Earlier this week, the BBC reported that Suu Kyi wrote in the party's newspaper that it was "necessary to strengthen the party with new blood and it is necessary to make correct choices.”

The party congress is being viewed as a sign of massive pro-democracy changes in a country, which, until recently had been considered a pariah state.

From 1962 to 2011, Myanmar, previously known as Burma, was ruled by a military junta that led to the nation’s isolation from the rest of the world. The dictatorship suppressed almost all dissent and placed Suu Kyi under house arrest in 1989. She was released after an election in 2010, from which she was barred. She was sworn into the parliament weeks after NLD's election victory last year.

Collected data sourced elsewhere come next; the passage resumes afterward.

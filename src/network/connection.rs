//! Push-stream connection lifecycle: connect, detect close, reconnect, teardown.

use std::sync::atomic::{AtomicU8, Ordering};
use std::sync::Arc;

use futures::{SinkExt, StreamExt};
use tokio::sync::{mpsc, Notify};
use tokio::task::JoinHandle;
use tokio::time::{sleep, Duration};
use tokio_util::sync::CancellationToken;
use tracing::{debug, error, info, warn};
use url::Url;

use crate::error::SyncError;
use crate::event_log::EventLevel;

use super::transport::{Connector, FrameSink, Transport};

/// Whether live data can currently be trusted.
#[derive(Debug, Clone, Copy, PartialEq, Eq, Default)]
#[repr(u8)]
pub enum ConnectionState {
    #[default]
    Disconnected = 0,
    Connecting = 1,
    Connected = 2,
}

impl ConnectionState {
    #[inline]
    pub const fn as_u8(self) -> u8 {
        self as u8
    }

    #[inline]
    pub const fn from_u8(value: u8) -> Self {
        match value {
            1 => Self::Connecting,
            2 => Self::Connected,
            _ => Self::Disconnected,
        }
    }

    #[inline]
    pub const fn is_live(&self) -> bool {
        matches!(self, Self::Connected)
    }

    pub const fn as_str(&self) -> &'static str {
        match self {
            Self::Disconnected => "disconnected",
            Self::Connecting => "connecting",
            Self::Connected => "connected",
        }
    }
}

impl std::fmt::Display for ConnectionState {
    fn fmt(&self, f: &mut std::fmt::Formatter<'_>) -> std::fmt::Result {
        write!(f, "{}", self.as_str())
    }
}

/// Everything the connection manager reports, in transport order.
#[derive(Debug, Clone, PartialEq)]
pub enum LinkEvent {
    State(ConnectionState),
    Notice { message: String, level: EventLevel },
    Frame(String),
}

/// Owns the single push-stream connection.
///
/// Callers only see lifecycle (`connect`, `teardown`, `state`) and the
/// send/receive contracts; the raw transport never leaves the connection task.
pub struct ConnectionManager {
    url: String,
    connector: Arc<dyn Connector>,
    reconnect_delay: Duration,
    state: Arc<AtomicU8>,
    event_sender: mpsc::Sender<LinkEvent>,
    command_sender: mpsc::Sender<String>,
    command_receiver: Option<mpsc::Receiver<String>>,
    wake: Arc<Notify>,
    shutdown: CancellationToken,
    task: Option<JoinHandle<()>>,
}

impl ConnectionManager {
    pub fn new(
        url: impl Into<String>,
        connector: Arc<dyn Connector>,
        reconnect_delay: Duration,
        event_sender: mpsc::Sender<LinkEvent>,
        command_capacity: usize,
    ) -> Self {
        let (command_sender, command_receiver) = mpsc::channel(command_capacity.max(1));

        Self {
            url: url.into(),
            connector,
            reconnect_delay,
            state: Arc::new(AtomicU8::new(ConnectionState::Disconnected.as_u8())),
            event_sender,
            command_sender,
            command_receiver: Some(command_receiver),
            wake: Arc::new(Notify::new()),
            shutdown: CancellationToken::new(),
            task: None,
        }
    }

    #[inline]
    pub fn state(&self) -> ConnectionState {
        ConnectionState::from_u8(self.state.load(Ordering::Relaxed))
    }

    pub fn is_torn_down(&self) -> bool {
        self.shutdown.is_cancelled()
    }

    /// Establish the connection unless already Connected or Connecting.
    ///
    /// While a reconnect is pending this attempts immediately instead of
    /// waiting out the delay. Never fails from the caller's perspective:
    /// an unusable URL is reported as an error notice and leaves the
    /// manager Disconnected.
    pub fn connect(&mut self) {
        if self.is_torn_down() {
            debug!("connect() after teardown ignored");
            return;
        }

        match self.state() {
            ConnectionState::Connected | ConnectionState::Connecting => return,
            ConnectionState::Disconnected => {}
        }

        if let Some(task) = &self.task {
            if !task.is_finished() {
                // Reconnect pending: cut the wait short
                self.wake.notify_one();
                return;
            }
        }

        let url = match parse_stream_url(&self.url) {
            Ok(url) => url,
            Err(e) => {
                error!("Invalid stream URL {}: {}", self.url, e);
                let notice = LinkEvent::Notice {
                    message: format!("Failed to connect to market stream: {}", e),
                    level: EventLevel::Error,
                };
                if let Err(e) = self.event_sender.try_send(notice) {
                    warn!("Connect failure notice not delivered: {}", e);
                }
                return;
            }
        };

        let Some(commands) = self.command_receiver.take() else {
            // The previous task ended because the event consumer went away
            debug!("Connection task already consumed its command channel");
            return;
        };

        self.state
            .store(ConnectionState::Connecting.as_u8(), Ordering::Relaxed);

        let link = Link {
            url,
            connector: Arc::clone(&self.connector),
            reconnect_delay: self.reconnect_delay,
            state: Arc::clone(&self.state),
            events: self.event_sender.clone(),
            commands,
            wake: Arc::clone(&self.wake),
            shutdown: self.shutdown.clone(),
        };

        self.task = Some(tokio::spawn(link.run()));
    }

    /// Queue an outbound text frame for the live connection.
    pub async fn send(&self, payload: String) -> Result<(), SyncError> {
        self.command_sender
            .send(payload)
            .await
            .map_err(|_| SyncError::ChannelClosed)
    }

    /// Cancel any pending reconnect, close an open connection and wait for the
    /// connection task to finish. No further attempts happen afterwards.
    pub async fn teardown(&mut self) {
        self.shutdown.cancel();

        if let Some(task) = self.task.take() {
            if let Err(e) = task.await {
                error!("Connection task ended abnormally: {}", e);
            }
        }

        self.state
            .store(ConnectionState::Disconnected.as_u8(), Ordering::Relaxed);
        info!("Connection manager torn down");
    }
}

impl Drop for ConnectionManager {
    fn drop(&mut self) {
        self.shutdown.cancel();
    }
}

/// How a live session ended.
enum SessionEnd {
    Closed,
    Shutdown,
    ConsumerGone,
}

/// State moved into the connection task.
struct Link {
    url: Url,
    connector: Arc<dyn Connector>,
    reconnect_delay: Duration,
    state: Arc<AtomicU8>,
    events: mpsc::Sender<LinkEvent>,
    commands: mpsc::Receiver<String>,
    wake: Arc<Notify>,
    shutdown: CancellationToken,
}

impl Link {
    // Runs until teardown or until nobody consumes events anymore.
    async fn run(mut self) {
        loop {
            if !self.set_state(ConnectionState::Connecting).await {
                return;
            }
            info!("Connecting to {}...", self.url);

            let attempt = tokio::select! {
                _ = self.shutdown.cancelled() => {
                    self.store_state(ConnectionState::Disconnected);
                    return;
                }
                attempt = self.connector.connect(&self.url) => attempt,
            };

            match attempt {
                Ok(transport) => {
                    info!("Connected to market stream");
                    if !self.set_state(ConnectionState::Connected).await
                        || !self
                            .notice("Connected to market stream", EventLevel::Success)
                            .await
                    {
                        return;
                    }

                    match self.session(transport).await {
                        SessionEnd::Closed => {}
                        SessionEnd::Shutdown | SessionEnd::ConsumerGone => {
                            self.store_state(ConnectionState::Disconnected);
                            return;
                        }
                    }
                }
                Err(e) => {
                    error!("Connection failed: {}", e);
                    if !self
                        .notice(format!("Stream error: {}", e), EventLevel::Error)
                        .await
                    {
                        return;
                    }
                }
            }

            // Exactly one reconnect attempt per closure
            if !self.set_state(ConnectionState::Disconnected).await {
                return;
            }
            let delay_secs = self.reconnect_delay.as_secs_f64();
            warn!("Disconnected, reconnecting in {:.1}s", delay_secs);
            if !self
                .notice(
                    format!(
                        "Disconnected from market stream - reconnecting in {}s...",
                        format_delay(self.reconnect_delay)
                    ),
                    EventLevel::Warn,
                )
                .await
            {
                return;
            }

            tokio::select! {
                _ = self.shutdown.cancelled() => return,
                _ = sleep(self.reconnect_delay) => {}
                _ = self.wake.notified() => debug!("Reconnect requested early"),
            }
        }
    }

    async fn session(&mut self, transport: Transport) -> SessionEnd {
        let Transport {
            mut frames,
            mut sink,
        } = transport;

        loop {
            tokio::select! {
                _ = self.shutdown.cancelled() => {
                    if let Err(e) = sink.close().await {
                        debug!("Close on teardown failed: {}", e);
                    }
                    return SessionEnd::Shutdown;
                }
                frame = frames.next() => {
                    match frame {
                        Some(Ok(text)) => {
                            if !self.emit(LinkEvent::Frame(text)).await {
                                return self.abandon(sink).await;
                            }
                        }
                        Some(Err(e)) => {
                            error!("WebSocket error: {}", e);
                            if !self.notice(format!("Stream error: {}", e), EventLevel::Error).await {
                                return self.abandon(sink).await;
                            }
                            return SessionEnd::Closed;
                        }
                        None => {
                            warn!("Stream ended unexpectedly");
                            return SessionEnd::Closed;
                        }
                    }
                }
                cmd = self.commands.recv() => {
                    match cmd {
                        Some(payload) => {
                            if let Err(e) = sink.send(payload).await {
                                error!("Failed to send frame: {}", e);
                                return SessionEnd::Closed;
                            }
                        }
                        None => {
                            info!("Command channel closed, shutting down...");
                            return SessionEnd::Shutdown;
                        }
                    }
                }
            }
        }
    }

    fn store_state(&self, state: ConnectionState) {
        self.state.store(state.as_u8(), Ordering::Relaxed);
    }

    /// Deliver one event, giving up on teardown or once the consumer is gone.
    /// A full channel never blocks teardown.
    async fn emit(&self, event: LinkEvent) -> bool {
        tokio::select! {
            biased;
            _ = self.shutdown.cancelled() => false,
            sent = self.events.send(event) => sent.is_ok(),
        }
    }

    // Emit failed mid-session: close the sink and report why.
    async fn abandon(&self, mut sink: FrameSink) -> SessionEnd {
        if let Err(e) = sink.close().await {
            debug!("Close after abandoned session failed: {}", e);
        }
        if self.shutdown.is_cancelled() {
            SessionEnd::Shutdown
        } else {
            debug!("Event consumer dropped, stopping link");
            SessionEnd::ConsumerGone
        }
    }

    async fn set_state(&self, state: ConnectionState) -> bool {
        self.store_state(state);
        self.emit(LinkEvent::State(state)).await
    }

    async fn notice(&self, message: impl Into<String>, level: EventLevel) -> bool {
        self.emit(LinkEvent::Notice {
            message: message.into(),
            level,
        })
        .await
    }
}

fn parse_stream_url(raw: &str) -> Result<Url, SyncError> {
    let url = Url::parse(raw)?;
    match url.scheme() {
        "ws" | "wss" => Ok(url),
        other => Err(SyncError::ConnectionError(format!(
            "unsupported stream URL scheme '{}'",
            other
        ))),
    }
}

fn format_delay(delay: Duration) -> String {
    if delay.subsec_millis() == 0 {
        delay.as_secs().to_string()
    } else {
        format!("{:.1}", delay.as_secs_f64())
    }
}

Meanwhile, the U.S. has intensified its aid work in Myanmar, winning more cooperation from the government in a country long estranged from Washington, Rajiv Shah, an administrator for the U.S. Agency for International Development, told Reuters on Thursday.

Although the reforms in Myanmar haven't been comprehensive, Western governments, including the U.S., the EU and Australia, have responded to the progressive measures championed by the nation's current semi-civilian government under President Thein Sein, by easing several sanctions that were put in place during the military rule.

Shah said he has witnessed an "explosion of international support for this transition." He noted that 59 international nongovernmental organizations and 22 bilateral donor countries are working in Myanmar.

"There's a real dialogue and engagement with government at a broad range of levels and there's real progress on these reforms," he said.